▸ **Data for this task**:
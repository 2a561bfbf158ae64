//! Taskboard: task lifecycle management, querying, and reporting.
//!
//! This crate provides the core functionality for managing work items as
//! they move through a constrained lifecycle, for building filtered and
//! paginated list views over a task collection, and for aggregating
//! productivity reports over a creation-time window.
//!
//! # Architecture
//!
//! Taskboard follows hexagonal architecture principles:
//!
//! - **Domain**: Pure business logic with no infrastructure dependencies
//! - **Ports**: Abstract trait interfaces for external interactions
//! - **Adapters**: Concrete implementations of ports (storage backends)
//!
//! # Modules
//!
//! - [`task`]: Task records, lifecycle transitions, queries, and reports

pub mod task;
//! Port contracts for task lifecycle management.
//!
//! Ports define infrastructure-agnostic interfaces used by task services.

pub mod repository;

pub use repository::{TaskRepository, TaskRepositoryError, TaskRepositoryResult};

▸ **Exercise description**:
Wherever a line in the entries holds "interfaces", copy that line.

▸ **Output**:
//! - **Ports**: Abstract trait interfaces for external interactions
//! Ports define infrastructure-agnostic interfaces used by task services.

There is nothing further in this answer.